(Stored data entries)
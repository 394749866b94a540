//! ReSpecter extraction pipeline.
//!
//! Turns an RDF ontology described with SHACL shapes into flat records a
//! renderer can lay out: ontology metadata, classes, properties, and
//! enumeration values grouped by their enumeration class.
//!
//! # Entry Points
//!
//! ```no_run
//! use std::path::Path;
//! use respecter_extract::{fetch_ontology, Config, Diagnostics, OntologyGraph};
//!
//! let config = Config::bundled()?;
//! let base = config.ontology_base();
//! let graph = OntologyGraph::load(Path::new("ontology.ttl"), Some(&base))?;
//! let mut diagnostics = Diagnostics::new();
//! let document = fetch_ontology(&graph, &config, &mut diagnostics)?.into_document();
//! println!("{} classes", document.classes.len());
//! # Ok::<(), respecter_extract::Error>(())
//! ```
//!
//! # Pipeline
//!
//! ```text
//! Config ──▶ QuerySet ──▶ QueryEngine::select ──▶ rows
//!                                                  │
//!                    ValueFormatter + Diagnostics ─┤
//!                                                  ▼
//!                              aggregate (classes, properties, enumerations)
//!                                                  │
//!                                                  ▼
//!                                   group_enumerations ──▶ Document
//! ```

#![deny(
    clippy::unwrap_used,
    clippy::expect_used,
    clippy::panic,
    missing_docs,
    clippy::missing_errors_doc
)]

pub mod aggregate;
pub mod config;
pub mod diagnostics;
pub mod error;
pub mod format;
pub mod graph;
pub mod grouping;
pub mod model;
pub mod query;
pub mod results;

use std::collections::BTreeMap;

use serde::Serialize;

pub use aggregate::EntityMap;
pub use config::Config;
pub use diagnostics::{Diagnostic, DiagnosticKind, Diagnostics};
pub use error::{ConfigError, Error, FetchError, LoadError, Result};
pub use format::ValueFormatter;
pub use graph::{OntologyGraph, QueryEngine};
pub use model::{
    ClassEntity, ClassRecord, EnumerationEntity, EnumerationRecord, GroupedEnumerations, Ontology,
    PropertyEntity, PropertyRecord,
};
pub use query::QuerySet;
pub use results::{ResultSet, Row, TaggedValue};

/// Everything extracted from one ontology graph.
#[derive(Debug, Clone)]
pub struct Extracted {
    /// Ontology metadata.
    pub ontology: Ontology,
    /// Classes keyed by label.
    pub classes: EntityMap<ClassEntity>,
    /// Properties keyed by label.
    pub properties: EntityMap<PropertyEntity>,
    /// Enumeration values keyed by label.
    pub enumerations: EntityMap<EnumerationEntity>,
}

/// The flat records a renderer consumes.
#[derive(Debug, Clone, Serialize)]
pub struct Document {
    /// Ontology metadata.
    pub ontology: Ontology,
    /// Class records in first-seen order.
    pub classes: Vec<ClassRecord>,
    /// Property records in first-seen order.
    pub properties: Vec<PropertyRecord>,
    /// Enumeration groups keyed by group term.
    pub enumerations: BTreeMap<String, GroupedEnumerations>,
}

impl Extracted {
    /// Projects every entity into its display record and groups the
    /// enumeration values.
    pub fn into_document(self) -> Document {
        Document {
            enumerations: grouping::group_enumerations(&self.enumerations),
            classes: self.classes.values().map(ClassEntity::record).collect(),
            properties: self.properties.values().map(PropertyEntity::record).collect(),
            ontology: self.ontology,
        }
    }
}

/// Runs the three extraction queries for `config` against `engine`.
///
/// # Errors
///
/// Returns [`Error::Config`] if the queries cannot be built, or
/// [`Error::Fetch`] if a query fails or the graph has no ontology metadata.
pub fn fetch_ontology<E: QueryEngine + ?Sized>(
    engine: &E,
    config: &Config,
    diagnostics: &mut Diagnostics,
) -> Result<Extracted> {
    let queries = QuerySet::from_config(config)?;
    let formatter = ValueFormatter::from_config(config);
    Ok(fetch_with(engine, &queries, &formatter, diagnostics)?)
}

/// Runs prepared queries. The metadata query runs first so a graph without
/// an `owl:Ontology` node fails before any aggregation.
///
/// # Errors
///
/// Returns a [`FetchError`] if a query fails or yields no metadata row.
pub fn fetch_with<E: QueryEngine + ?Sized>(
    engine: &E,
    queries: &QuerySet,
    formatter: &ValueFormatter,
    diagnostics: &mut Diagnostics,
) -> Result<Extracted, FetchError> {
    let metadata = engine.select(queries.metadata)?;
    let ontology = Ontology::from_metadata(metadata.rows())?;

    let concepts = engine.select(&queries.concepts)?;
    let enumerations = engine.select(&queries.enumerations)?;
    tracing::info!(
        concepts = concepts.rows().len(),
        enumerations = enumerations.rows().len(),
        "queries evaluated"
    );

    Ok(Extracted {
        ontology,
        classes: aggregate::extract_classes(concepts.rows(), formatter, diagnostics),
        properties: aggregate::extract_properties(concepts.rows(), formatter, diagnostics),
        enumerations: aggregate::extract_enumerations(enumerations.rows(), formatter, diagnostics),
    })
}
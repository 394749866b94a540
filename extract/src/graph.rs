//! Graph loading and query execution.

use std::fs::File;
use std::io::{BufReader, Read};
use std::path::{Path, PathBuf};

use oxigraph::io::{RdfFormat, RdfParser};
use oxigraph::model::Term;
use oxigraph::sparql::QueryResults;
use oxigraph::store::Store;

use crate::error::{FetchError, LoadError};
use crate::results::{ResultSet, Row, TaggedValue};

/// Executes SELECT queries and returns their solutions in result order.
pub trait QueryEngine {
    /// Runs `query`, which embeds its own `PREFIX` declarations.
    ///
    /// # Errors
    ///
    /// Returns a [`FetchError`] if the query cannot be evaluated or is not a
    /// SELECT query.
    fn select(&self, query: &str) -> Result<ResultSet, FetchError>;
}

/// An in-memory RDF graph backed by an `oxigraph` store.
pub struct OntologyGraph {
    store: Store,
}

impl OntologyGraph {
    /// Creates an empty graph.
    ///
    /// # Errors
    ///
    /// Returns [`LoadError::Storage`] if the store cannot be created.
    pub fn new() -> Result<Self, LoadError> {
        Ok(Self {
            store: Store::new()?,
        })
    }

    /// Loads an ontology file, picking the RDF syntax from its extension.
    /// Relative IRIs resolve against `base_iri` when one is given.
    ///
    /// # Errors
    ///
    /// Returns a [`LoadError`] carrying `path` if the file cannot be opened,
    /// its syntax is unknown, or it does not parse.
    pub fn load(path: &Path, base_iri: Option<&str>) -> Result<Self, LoadError> {
        let format = format_for_path(path)?;
        let file = File::open(path).map_err(|source| LoadError::Io {
            path: path.to_path_buf(),
            source,
        })?;
        let graph = Self::new()?;
        graph.load_reader(BufReader::new(file), format, base_iri, path)?;
        tracing::debug!(path = %path.display(), triples = graph.len(), "loaded ontology graph");
        Ok(graph)
    }

    /// Loads a graph from an in-memory document. `label` names the source in
    /// error messages.
    ///
    /// # Errors
    ///
    /// Returns [`LoadError::Parse`] if the document does not parse.
    pub fn from_document(
        data: &str,
        format: RdfFormat,
        base_iri: Option<&str>,
        label: &str,
    ) -> Result<Self, LoadError> {
        let graph = Self::new()?;
        graph.load_reader(data.as_bytes(), format, base_iri, Path::new(label))?;
        Ok(graph)
    }

    fn load_reader(
        &self,
        reader: impl Read,
        format: RdfFormat,
        base_iri: Option<&str>,
        path: &Path,
    ) -> Result<(), LoadError> {
        let parse_error = |message: String| LoadError::Parse {
            path: PathBuf::from(path),
            message,
        };
        let mut parser = RdfParser::from_format(format);
        if let Some(base) = base_iri {
            parser = parser
                .with_base_iri(base)
                .map_err(|e| parse_error(format!("invalid base IRI `{base}`: {e}")))?;
        }
        self.store
            .load_from_reader(parser, reader)
            .map_err(|e| parse_error(e.to_string()))
    }

    /// Number of triples in the default graph.
    pub fn len(&self) -> usize {
        self.store.len().unwrap_or(0)
    }

    /// Returns true if the graph holds no triples.
    pub fn is_empty(&self) -> bool {
        self.len() == 0
    }
}

impl QueryEngine for OntologyGraph {
    fn select(&self, query: &str) -> Result<ResultSet, FetchError> {
        let QueryResults::Solutions(solutions) = self.store.query(query)? else {
            return Err(FetchError::NotSelect);
        };
        let vars = solutions
            .variables()
            .iter()
            .map(|v| v.as_str().to_string())
            .collect();
        let mut rows = Vec::new();
        for solution in solutions {
            let solution = solution?;
            let mut row = Row::new();
            for (variable, term) in solution.iter() {
                row.bind(variable.as_str(), tag_term(term));
            }
            rows.push(row);
        }
        Ok(ResultSet::new(vars, rows))
    }
}

impl QueryEngine for ResultSet {
    /// Replays a recorded result set regardless of the query text.
    fn select(&self, _query: &str) -> Result<ResultSet, FetchError> {
        Ok(self.clone())
    }
}

/// Literals keep only their lexical form.
fn tag_term(term: &Term) -> TaggedValue {
    match term {
        Term::NamedNode(node) => TaggedValue::Uri(node.as_str().to_string()),
        Term::Literal(literal) => TaggedValue::Literal(literal.value().to_string()),
        Term::BlankNode(node) => TaggedValue::Unrecognized {
            kind: "bnode".to_string(),
            value: node.as_str().to_string(),
        },
        #[allow(unreachable_patterns)]
        other => TaggedValue::Unrecognized {
            kind: "triple".to_string(),
            value: other.to_string(),
        },
    }
}

/// Maps a file extension to its RDF syntax.
///
/// # Errors
///
/// Returns [`LoadError::UnsupportedFormat`] for unknown extensions.
pub fn format_for_path(path: &Path) -> Result<RdfFormat, LoadError> {
    let unsupported = || LoadError::UnsupportedFormat {
        path: path.to_path_buf(),
    };
    let extension = path
        .extension()
        .and_then(|ext| ext.to_str())
        .ok_or_else(unsupported)?
        .to_ascii_lowercase();
    match extension.as_str() {
        "owl" | "xml" => Ok(RdfFormat::RdfXml),
        other => RdfFormat::from_extension(other).ok_or_else(unsupported),
    }
}
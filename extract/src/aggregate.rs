//! Folding query rows into deduplicated entities.
//!
//! Rows are grouped by their label column. Each label owns a builder that
//! absorbs every row carrying that label: scalar fields take the latest bound
//! value, set fields take the union of all formatted values. Once every row
//! has been seen the builders are frozen into entities.

use std::collections::{BTreeSet, HashMap};

use crate::diagnostics::{DiagnosticKind, Diagnostics};
use crate::format::ValueFormatter;
use crate::model::{ClassEntity, EnumerationEntity, EnumerationGroup, PropertyEntity};
use crate::results::{Row, TaggedValue};

/// A map that iterates in first-insertion order.
#[derive(Debug, Clone)]
pub struct EntityMap<V> {
    entries: Vec<(String, V)>,
    index: HashMap<String, usize>,
}

impl<V> Default for EntityMap<V> {
    fn default() -> Self {
        Self {
            entries: Vec::new(),
            index: HashMap::new(),
        }
    }
}

impl<V> EntityMap<V> {
    /// Creates an empty map.
    pub fn new() -> Self {
        Self::default()
    }

    /// The value under `key`.
    pub fn get(&self, key: &str) -> Option<&V> {
        self.index.get(key).map(|&i| &self.entries[i].1)
    }

    /// Number of entries.
    pub fn len(&self) -> usize {
        self.entries.len()
    }

    /// Returns true if the map is empty.
    pub fn is_empty(&self) -> bool {
        self.entries.is_empty()
    }

    /// Entries in first-insertion order.
    pub fn iter(&self) -> impl Iterator<Item = (&str, &V)> {
        self.entries.iter().map(|(k, v)| (k.as_str(), v))
    }

    /// Values in first-insertion order.
    pub fn values(&self) -> impl Iterator<Item = &V> {
        self.entries.iter().map(|(_, v)| v)
    }

    /// Applies `f` to every value, keeping keys and order.
    pub fn map<W>(self, mut f: impl FnMut(V) -> W) -> EntityMap<W> {
        EntityMap {
            entries: self.entries.into_iter().map(|(k, v)| (k, f(v))).collect(),
            index: self.index,
        }
    }
}

impl<V: Default> EntityMap<V> {
    /// The value under `key`, inserting a default one at the end if absent.
    pub fn entry(&mut self, key: &str) -> &mut V {
        let i = match self.index.get(key) {
            Some(&i) => i,
            None => {
                self.entries.push((key.to_string(), V::default()));
                self.index.insert(key.to_string(), self.entries.len() - 1);
                self.entries.len() - 1
            }
        };
        &mut self.entries[i].1
    }
}

/// Reads formatted cells of one row.
pub struct RowReader<'a> {
    row: &'a Row,
    formatter: &'a ValueFormatter,
    diagnostics: &'a mut Diagnostics,
}

impl RowReader<'_> {
    /// Overwrites `target` with the formatted cell when it is bound.
    pub fn scalar(&mut self, column: &str, target: &mut String) {
        if let Some(value) = self.formatter.present_cell(self.row, column, self.diagnostics) {
            *target = value;
        }
    }

    /// Adds the formatted cell to `target` when it is bound.
    pub fn insert(&mut self, column: &str, target: &mut BTreeSet<String>) {
        if let Some(value) = self.formatter.present_cell(self.row, column, self.diagnostics) {
            target.insert(value);
        }
    }

    /// Overwrites `target` with the fragment identifier of an IRI cell.
    pub fn fragment(&mut self, column: &str, target: &mut String) {
        if let TaggedValue::Uri(iri) = self.row.get(column) {
            *target = self.formatter.fragment(iri);
        }
    }

    /// The formatted cell, "" if it degraded.
    pub fn text(&mut self, column: &str) -> String {
        self.formatter.format_cell(self.row, column, self.diagnostics)
    }

    /// Returns true if `column` holds an IRI or literal.
    pub fn has(&self, column: &str) -> bool {
        matches!(
            self.row.get(column),
            TaggedValue::Uri(_) | TaggedValue::Literal(_)
        )
    }
}

/// Accumulates the rows of one label into an entity.
pub trait EntityBuilder: Default {
    /// The frozen entity.
    type Entity;

    /// Column holding the aggregation key.
    const LABEL: &'static str;

    /// Column holding the IRI the entity describes, used to detect
    /// distinct resources sharing a label.
    const SOURCE: &'static str;

    /// Folds one row into the builder.
    fn absorb(&mut self, label: &str, row: &mut RowReader<'_>);

    /// Freezes the builder.
    fn build(self) -> Self::Entity;
}

/// Groups `rows` by `B::LABEL` and folds each group with `B`.
///
/// Rows without a label share the "" entry. Rows sharing a label but naming
/// different `B::SOURCE` IRIs are merged with a label-collision warning.
pub fn aggregate<B: EntityBuilder>(
    rows: &[Row],
    formatter: &ValueFormatter,
    diagnostics: &mut Diagnostics,
) -> EntityMap<B::Entity> {
    let mut builders: EntityMap<B> = EntityMap::new();
    let mut sources: EntityMap<BTreeSet<String>> = EntityMap::new();

    for row in rows {
        let label = match row.get(B::LABEL) {
            TaggedValue::Unbound => {
                diagnostics.warn(
                    DiagnosticKind::MissingLabel,
                    B::LABEL,
                    "row has no label, merged into the unlabeled entry",
                );
                String::new()
            }
            value => value.raw().to_string(),
        };

        if let TaggedValue::Uri(source) = row.get(B::SOURCE) {
            let seen = sources.entry(&label);
            if !seen.is_empty() && seen.insert(source.clone()) {
                diagnostics.warn(
                    DiagnosticKind::LabelCollision,
                    B::LABEL,
                    format!("`{label}` also labels <{source}>; merging"),
                );
            } else {
                seen.insert(source.clone());
            }
        }

        let mut reader = RowReader {
            row,
            formatter,
            diagnostics: &mut *diagnostics,
        };
        builders.entry(&label).absorb(&label, &mut reader);
    }

    tracing::debug!(
        rows = rows.len(),
        entities = builders.len(),
        column = B::LABEL,
        "aggregated rows"
    );
    builders.map(B::build)
}

/// Builds [`PropertyEntity`] values from concepts rows.
#[derive(Debug, Default)]
pub struct PropertyBuilder(PropertyEntity);

impl EntityBuilder for PropertyBuilder {
    type Entity = PropertyEntity;
    const LABEL: &'static str = "propertyLabel";
    const SOURCE: &'static str = "property";

    fn absorb(&mut self, label: &str, row: &mut RowReader<'_>) {
        let p = &mut self.0;
        p.label = label.to_string();
        row.scalar("propertyDefinition", &mut p.definition);
        row.scalar("property", &mut p.property);
        row.fragment("property", &mut p.fragment_identifier);
        row.insert("domain", &mut p.domains);
        row.insert("range", &mut p.ranges);
        row.insert("example", &mut p.examples);
    }

    fn build(self) -> PropertyEntity {
        self.0
    }
}

/// Builds [`ClassEntity`] values from concepts rows.
#[derive(Debug, Default)]
pub struct ClassBuilder(ClassEntity);

impl EntityBuilder for ClassBuilder {
    type Entity = ClassEntity;
    const LABEL: &'static str = "classLabel";
    const SOURCE: &'static str = "domain";

    fn absorb(&mut self, label: &str, row: &mut RowReader<'_>) {
        let c = &mut self.0;
        c.label = label.to_string();
        row.scalar("classDefinition", &mut c.definition);
        row.scalar("domain", &mut c.term);
        row.fragment("domain", &mut c.fragment_identifier);
        row.insert("property", &mut c.properties);
    }

    fn build(self) -> ClassEntity {
        self.0
    }
}

/// Builds [`EnumerationEntity`] values from enumerations rows.
#[derive(Debug, Default)]
pub struct EnumerationBuilder(EnumerationEntity);

impl EntityBuilder for EnumerationBuilder {
    type Entity = EnumerationEntity;
    const LABEL: &'static str = "enumerationLabel";
    const SOURCE: &'static str = "enumerationValue";

    fn absorb(&mut self, label: &str, row: &mut RowReader<'_>) {
        let e = &mut self.0;
        e.label = label.to_string();
        row.scalar("enumerationDefinition", &mut e.definition);
        row.scalar("enumerationValue", &mut e.term);
        row.fragment("enumerationValue", &mut e.fragment_identifier);
        row.insert("property", &mut e.properties);

        if row.has("group") {
            let mut group = EnumerationGroup {
                term: row.text("group"),
                label: row.text("groupLabel"),
                definition: row.text("groupDefinition"),
                ..Default::default()
            };
            row.fragment("group", &mut group.fragment_identifier);
            e.groups.insert(group);
        } else {
            // Still recorded as a diagnostic.
            row.text("group");
        }
    }

    fn build(self) -> EnumerationEntity {
        self.0
    }
}

/// Properties from concepts rows, keyed by label.
pub fn extract_properties(
    rows: &[Row],
    formatter: &ValueFormatter,
    diagnostics: &mut Diagnostics,
) -> EntityMap<PropertyEntity> {
    aggregate::<PropertyBuilder>(rows, formatter, diagnostics)
}

/// Classes from concepts rows, keyed by label.
pub fn extract_classes(
    rows: &[Row],
    formatter: &ValueFormatter,
    diagnostics: &mut Diagnostics,
) -> EntityMap<ClassEntity> {
    aggregate::<ClassBuilder>(rows, formatter, diagnostics)
}

/// Enumeration values from enumerations rows, keyed by label.
pub fn extract_enumerations(
    rows: &[Row],
    formatter: &ValueFormatter,
    diagnostics: &mut Diagnostics,
) -> EntityMap<EnumerationEntity> {
    aggregate::<EnumerationBuilder>(rows, formatter, diagnostics)
}

#[cfg(test)]
#[allow(clippy::unwrap_used)]
mod tests {
    use super::*;
    use crate::format::PrefixRegistry;

    const EX: &str = "https://example.com/";

    fn formatter() -> ValueFormatter {
        let mut prefixes = PrefixRegistry::new();
        prefixes.bind("xsd", "http://www.w3.org/2001/XMLSchema#");
        prefixes.bind("schema", "https://schema.org/");
        ValueFormatter::new(EX, "/", prefixes)
    }

    fn uri(local: &str) -> TaggedValue {
        TaggedValue::Uri(format!("{EX}{local}"))
    }

    fn literal(text: &str) -> TaggedValue {
        TaggedValue::Literal(text.to_string())
    }

    fn concept(domain: &str, property: &str, range: TaggedValue) -> Row {
        Row::new()
            .with("domain", uri(domain))
            .with("classLabel", literal(domain))
            .with("property", uri(property))
            .with("propertyLabel", literal(property))
            .with("propertyDefinition", literal("A property."))
            .with("range", range)
    }

    #[test]
    fn properties_merge_domains_and_ranges() {
        let rows = vec![
            concept(
                "Person",
                "name",
                TaggedValue::Uri("http://www.w3.org/2001/XMLSchema#string".into()),
            ),
            concept("Organization", "name", TaggedValue::Uri("https://schema.org/Text".into())),
        ];
        let mut diagnostics = Diagnostics::new();
        let properties = extract_properties(&rows, &formatter(), &mut diagnostics);

        assert_eq!(properties.len(), 1);
        let name = properties.get("name").unwrap();
        assert_eq!(name.fragment_identifier, "name");
        assert_eq!(name.property, r##"<a href="#name">https://example.com/name</a>"##);
        assert_eq!(name.domains.len(), 2);
        assert!(name.ranges.contains(
            r#"<a href="http://www.w3.org/2001/XMLSchema#string">xsd:string</a>"#
        ));
        assert!(name.ranges.contains(r#"<a href="https://schema.org/Text">schema:Text</a>"#));
        // No example column.
        assert_eq!(diagnostics.count(DiagnosticKind::Unbound), 2);
    }

    #[test]
    fn classes_collect_their_properties() {
        let rows = vec![
            concept("Person", "name", TaggedValue::Unbound),
            concept("Person", "age", TaggedValue::Unbound),
            concept("Person", "name", TaggedValue::Unbound),
        ];
        let classes = extract_classes(&rows, &formatter(), &mut Diagnostics::new());
        let person = classes.get("Person").unwrap();
        assert_eq!(person.term, r##"<a href="#Person">https://example.com/Person</a>"##);
        assert_eq!(person.properties.len(), 2);
        assert_eq!(person.definition, "");
    }

    #[test]
    fn aggregation_is_idempotent() {
        let row = concept("Person", "name", literal("text"));
        let mut diagnostics = Diagnostics::new();
        let once = extract_properties(&[row.clone()], &formatter(), &mut diagnostics);
        let twice = extract_properties(&[row.clone(), row], &formatter(), &mut diagnostics);
        assert_eq!(once.get("name"), twice.get("name"));
        assert_eq!(twice.len(), 1);
    }

    #[test]
    fn unbound_scalars_do_not_erase_earlier_values() {
        let first = concept("Person", "name", TaggedValue::Unbound);
        let mut second = concept("Person", "name", TaggedValue::Unbound);
        second.bind("propertyDefinition", TaggedValue::Unbound);
        let properties = extract_properties(&[first, second], &formatter(), &mut Diagnostics::new());
        assert_eq!(properties.get("name").unwrap().definition, "A property.");
    }

    #[test]
    fn unlabeled_rows_share_the_empty_entry() {
        let mut a = concept("Person", "name", TaggedValue::Unbound);
        a.bind("propertyLabel", TaggedValue::Unbound);
        let mut b = concept("Person", "age", TaggedValue::Unbound);
        b.bind("propertyLabel", TaggedValue::Unbound);
        let mut diagnostics = Diagnostics::new();
        let properties = extract_properties(&[a, b], &formatter(), &mut diagnostics);
        assert_eq!(properties.len(), 1);
        assert_eq!(properties.get("").unwrap().label, "");
        assert_eq!(diagnostics.count(DiagnosticKind::MissingLabel), 2);
    }

    #[test]
    fn shared_labels_from_distinct_iris_are_flagged() {
        let a = concept("Person", "name", TaggedValue::Unbound);
        let b = concept("Person", "name", TaggedValue::Unbound).with("property", uri("other/name"));
        let mut diagnostics = Diagnostics::new();
        let properties = extract_properties(&[a.clone(), b, a], &formatter(), &mut diagnostics);
        assert_eq!(properties.len(), 1);
        assert_eq!(diagnostics.count(DiagnosticKind::LabelCollision), 1);
    }

    #[test]
    fn first_seen_order_is_kept() {
        let rows = ["zeta", "alpha", "mid", "alpha"]
            .map(|p| concept("Person", p, TaggedValue::Unbound));
        let properties = extract_properties(&rows, &formatter(), &mut Diagnostics::new());
        let labels: Vec<_> = properties.iter().map(|(k, _)| k).collect();
        assert_eq!(labels, ["zeta", "alpha", "mid"]);
    }

    #[test]
    fn enumerations_collect_groups_once_per_term() {
        let value = |group_label: &str| {
            Row::new()
                .with("enumerationValue", uri("Red"))
                .with("enumerationLabel", literal("Red"))
                .with("property", uri("color"))
                .with("group", uri("Color"))
                .with("groupLabel", literal(group_label))
        };
        let rows = vec![value("Color"), value("Colour")];
        let enumerations = extract_enumerations(&rows, &formatter(), &mut Diagnostics::new());
        let red = enumerations.get("Red").unwrap();
        assert_eq!(red.groups.len(), 1);
        let group = red.groups.iter().next().unwrap();
        assert_eq!(group.label, "Color");
        assert_eq!(group.fragment_identifier, "Color");
        assert_eq!(red.properties.len(), 1);
    }
}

Activity:
All that is wanted is the stretch of lines above from the one containing "pub mod query;" through the one containing "#[derive(Debug, Clone, Serialize)]", duplicated exactly.

Exercise response:
pub mod query;
pub mod results;

use std::collections::BTreeMap;

use serde::Serialize;

pub use aggregate::EntityMap;
pub use config::Config;
pub use diagnostics::{Diagnostic, DiagnosticKind, Diagnostics};
pub use error::{ConfigError, Error, FetchError, LoadError, Result};
pub use format::ValueFormatter;
pub use graph::{OntologyGraph, QueryEngine};
pub use model::{
    ClassEntity, ClassRecord, EnumerationEntity, EnumerationRecord, GroupedEnumerations, Ontology,
    PropertyEntity, PropertyRecord,
};
pub use query::QuerySet;
pub use results::{ResultSet, Row, TaggedValue};

/// Everything extracted from one ontology graph.
#[derive(Debug, Clone)]
pub struct Extracted {
    /// Ontology metadata.
    pub ontology: Ontology,
    /// Classes keyed by label.
    pub classes: EntityMap<ClassEntity>,
    /// Properties keyed by label.
    pub properties: EntityMap<PropertyEntity>,
    /// Enumeration values keyed by label.
    pub enumerations: EntityMap<EnumerationEntity>,
}

/// The flat records a renderer consumes.
#[derive(Debug, Clone, Serialize)]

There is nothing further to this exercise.